▶ [Extracted records]:
----
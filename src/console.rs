// Process-wide context: built once at start-up and handed to every caller

use std::sync::Arc;

use tracing::info;

use crate::clock::{Clock, SystemClock};
use crate::config::ConsoleConfig;
use crate::facilities::FacilityStore;
use crate::reservations::ReservationScheduler;
use crate::resources::{DriverDirectory, VehicleDirectory};
use crate::routes::RouteCoordinator;

pub struct Console {
    config: ConsoleConfig,
    clock: Arc<dyn Clock>,
    facilities: FacilityStore,
    drivers: Arc<DriverDirectory>,
    vehicles: Arc<VehicleDirectory>,
    routes: RouteCoordinator,
}

impl Console {
    pub fn new(config: ConsoleConfig) -> Self {
        Self::with_clock(config, Arc::new(SystemClock))
    }

    /// Builds empty stores wired to `clock` and the configured policies.
    pub fn with_clock(config: ConsoleConfig, clock: Arc<dyn Clock>) -> Self {
        let drivers = Arc::new(DriverDirectory::new());
        let vehicles = Arc::new(VehicleDirectory::new());
        let facilities = FacilityStore::new(
            ReservationScheduler::new(config.conflict_policy),
            clock.clone(),
        );
        let routes = RouteCoordinator::new(
            drivers.clone(),
            vehicles.clone(),
            config.assignment_policy,
            clock.clone(),
        );

        info!(
            conflict_policy = ?config.conflict_policy,
            assignment_policy = ?config.assignment_policy,
            "console initialized"
        );

        Self {
            config,
            clock,
            facilities,
            drivers,
            vehicles,
            routes,
        }
    }

    pub fn config(&self) -> &ConsoleConfig {
        &self.config
    }

    pub fn clock(&self) -> &dyn Clock {
        self.clock.as_ref()
    }

    pub fn facilities(&self) -> &FacilityStore {
        &self.facilities
    }

    pub fn drivers(&self) -> &DriverDirectory {
        &self.drivers
    }

    pub fn vehicles(&self) -> &VehicleDirectory {
        &self.vehicles
    }

    pub fn routes(&self) -> &RouteCoordinator {
        &self.routes
    }
}

#[cfg(test)]
mod tests {
    use super::*;
    use crate::clock::FixedClock;
    use crate::config::ConflictPolicy;
    use crate::facilities::{
        FacilityKind, FacilityStatus, NewFacility, NewRoom, RoomKind, RoomStatus,
    };
    use crate::reservations::{NewReservation, ReservationError, ReservationStatus, TimeWindow};
    use crate::resources::{
        DriverStatus, FuelType, NewDriver, NewVehicle, ResourceDirectory, VehicleKind,
        VehicleStatus,
    };
    use crate::routes::{NewDestination, NewRoute, RouteStatus};
    use chrono::{DateTime, NaiveDate, TimeZone, Utc};

    fn at(hour: u32, minute: u32) -> DateTime<Utc> {
        Utc.with_ymd_and_hms(2025, 6, 2, hour, minute, 0).unwrap()
    }

    fn console_at(now: DateTime<Utc>, config: ConsoleConfig) -> Console {
        Console::with_clock(config, Arc::new(FixedClock::new(now)))
    }

    fn book(
        console: &Console,
        facility_id: &str,
        room_id: &str,
        from: DateTime<Utc>,
        to: DateTime<Utc>,
    ) -> Result<String, ReservationError> {
        console
            .facilities()
            .create_reservation(
                facility_id,
                room_id,
                NewReservation {
                    user_id: "u1".to_string(),
                    user_name: "Joao Silva".to_string(),
                    purpose: "Planning meeting".to_string(),
                    window: TimeWindow::new(from, to)?,
                    attendees: 8,
                    notes: None,
                },
            )
            .map(|r| r.id)
    }

    fn facility_with_room(console: &Console) -> (String, String) {
        let facility = console.facilities().add_facility(NewFacility {
            name: "Headquarters".to_string(),
            address: "1000 Paulista Ave".to_string(),
            kind: FacilityKind::Office,
            size_m2: 1500.0,
            floors: 3,
            status: FacilityStatus::Active,
        });
        let room = console
            .facilities()
            .add_room(
                &facility.id,
                NewRoom {
                    name: "Meeting Room 1".to_string(),
                    kind: RoomKind::Meeting,
                    capacity: 10,
                    floor: 1,
                    status: RoomStatus::Available,
                },
            )
            .unwrap();
        (facility.id, room.id)
    }

    #[test]
    fn test_room_booking_scenario() {
        let console = console_at(at(9, 0), ConsoleConfig::default());
        let (facility_id, room_id) = facility_with_room(&console);

        book(&console, &facility_id, &room_id, at(10, 0), at(11, 0)).unwrap();
        let room = console.facilities().get_room(&facility_id, &room_id).unwrap();
        assert_eq!(room.status, RoomStatus::Reserved);

        let overlapping = book(&console, &facility_id, &room_id, at(10, 30), at(11, 30));
        assert!(matches!(overlapping, Err(ReservationError::TimeConflict { .. })));

        book(&console, &facility_id, &room_id, at(11, 0), at(12, 0)).unwrap();
        let room = console.facilities().get_room(&facility_id, &room_id).unwrap();
        assert_eq!(room.reservations.len(), 2);
    }

    #[test]
    fn test_room_booking_inside_window_occupies() {
        let console = console_at(at(10, 15), ConsoleConfig::default());
        let (facility_id, room_id) = facility_with_room(&console);

        book(&console, &facility_id, &room_id, at(10, 0), at(11, 0)).unwrap();
        let room = console.facilities().get_room(&facility_id, &room_id).unwrap();
        assert_eq!(room.status, RoomStatus::Occupied);
    }

    #[test]
    fn test_conflict_policy_flows_from_config() {
        let config = ConsoleConfig {
            conflict_policy: ConflictPolicy::ActiveOnly,
            ..Default::default()
        };
        let console = console_at(at(9, 0), config);
        let (facility_id, room_id) = facility_with_room(&console);

        let first = book(&console, &facility_id, &room_id, at(10, 0), at(11, 0)).unwrap();
        console
            .facilities()
            .update_reservation_status(&facility_id, &room_id, &first, ReservationStatus::Cancelled)
            .unwrap();
        assert!(book(&console, &facility_id, &room_id, at(10, 0), at(11, 0)).is_ok());
    }

    #[test]
    fn test_route_lifecycle_through_console() {
        let console = console_at(at(8, 0), ConsoleConfig::default());
        let driver = console.drivers().add(NewDriver {
            name: "Maria Oliveira".to_string(),
            email: "maria@example.com".to_string(),
            phone: "(11) 91234-5678".to_string(),
            license_number: "10987654321".to_string(),
            license_type: "B".to_string(),
            license_expiration: NaiveDate::from_ymd_opt(2027, 3, 1).unwrap(),
        });
        let vehicle = console.vehicles().add(NewVehicle {
            plate: "DEF-5678".to_string(),
            brand: "Fiat".to_string(),
            model: "Fiorino".to_string(),
            year: 2021,
            kind: VehicleKind::Van,
            fuel_type: FuelType::Gasoline,
            fuel_efficiency_km_l: 10.2,
            next_maintenance: None,
            odometer_km: 25_000,
        });

        let day = NaiveDate::from_ymd_opt(2025, 6, 2).unwrap();
        let route = console
            .routes()
            .create_route(NewRoute {
                name: "East zone".to_string(),
                description: "Morning drops".to_string(),
                start_date: day,
                end_date: day,
                driver_id: driver.id.clone(),
                vehicle_id: vehicle.id.clone(),
                starting_point: "Central depot".to_string(),
                destinations: vec![NewDestination {
                    address: "500 Paulista Ave".to_string(),
                    scheduled_arrival: at(10, 0),
                    notes: None,
                    order: 1,
                }],
                total_distance_km: 18.0,
                estimated_fuel_cost: 90.0,
            })
            .unwrap();
        assert_eq!(console.drivers().status_of(&driver.id), Some(DriverStatus::OnRoute));
        assert_eq!(console.vehicles().status_of(&vehicle.id), Some(VehicleStatus::InUse));

        let stop = console
            .routes()
            .complete_destination(&route.id, &route.destinations[0].id)
            .unwrap();
        assert_eq!(stop.actual_arrival, Some(console.clock().now()));
        assert_eq!(
            console.routes().get_route(&route.id).unwrap().status,
            RouteStatus::Completed
        );
        assert_eq!(console.drivers().by_status(DriverStatus::Available).len(), 1);
        assert_eq!(console.vehicles().by_status(VehicleStatus::Available).len(), 1);
    }
}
----
▶ [Work request]: Search the lines above for the string "DriverDirectory" and copy each line that has it.

▶ [Answer space]:
use crate::resources::{DriverDirectory, VehicleDirectory};
    drivers: Arc<DriverDirectory>,
        let drivers = Arc::new(DriverDirectory::new());
    pub fn drivers(&self) -> &DriverDirectory {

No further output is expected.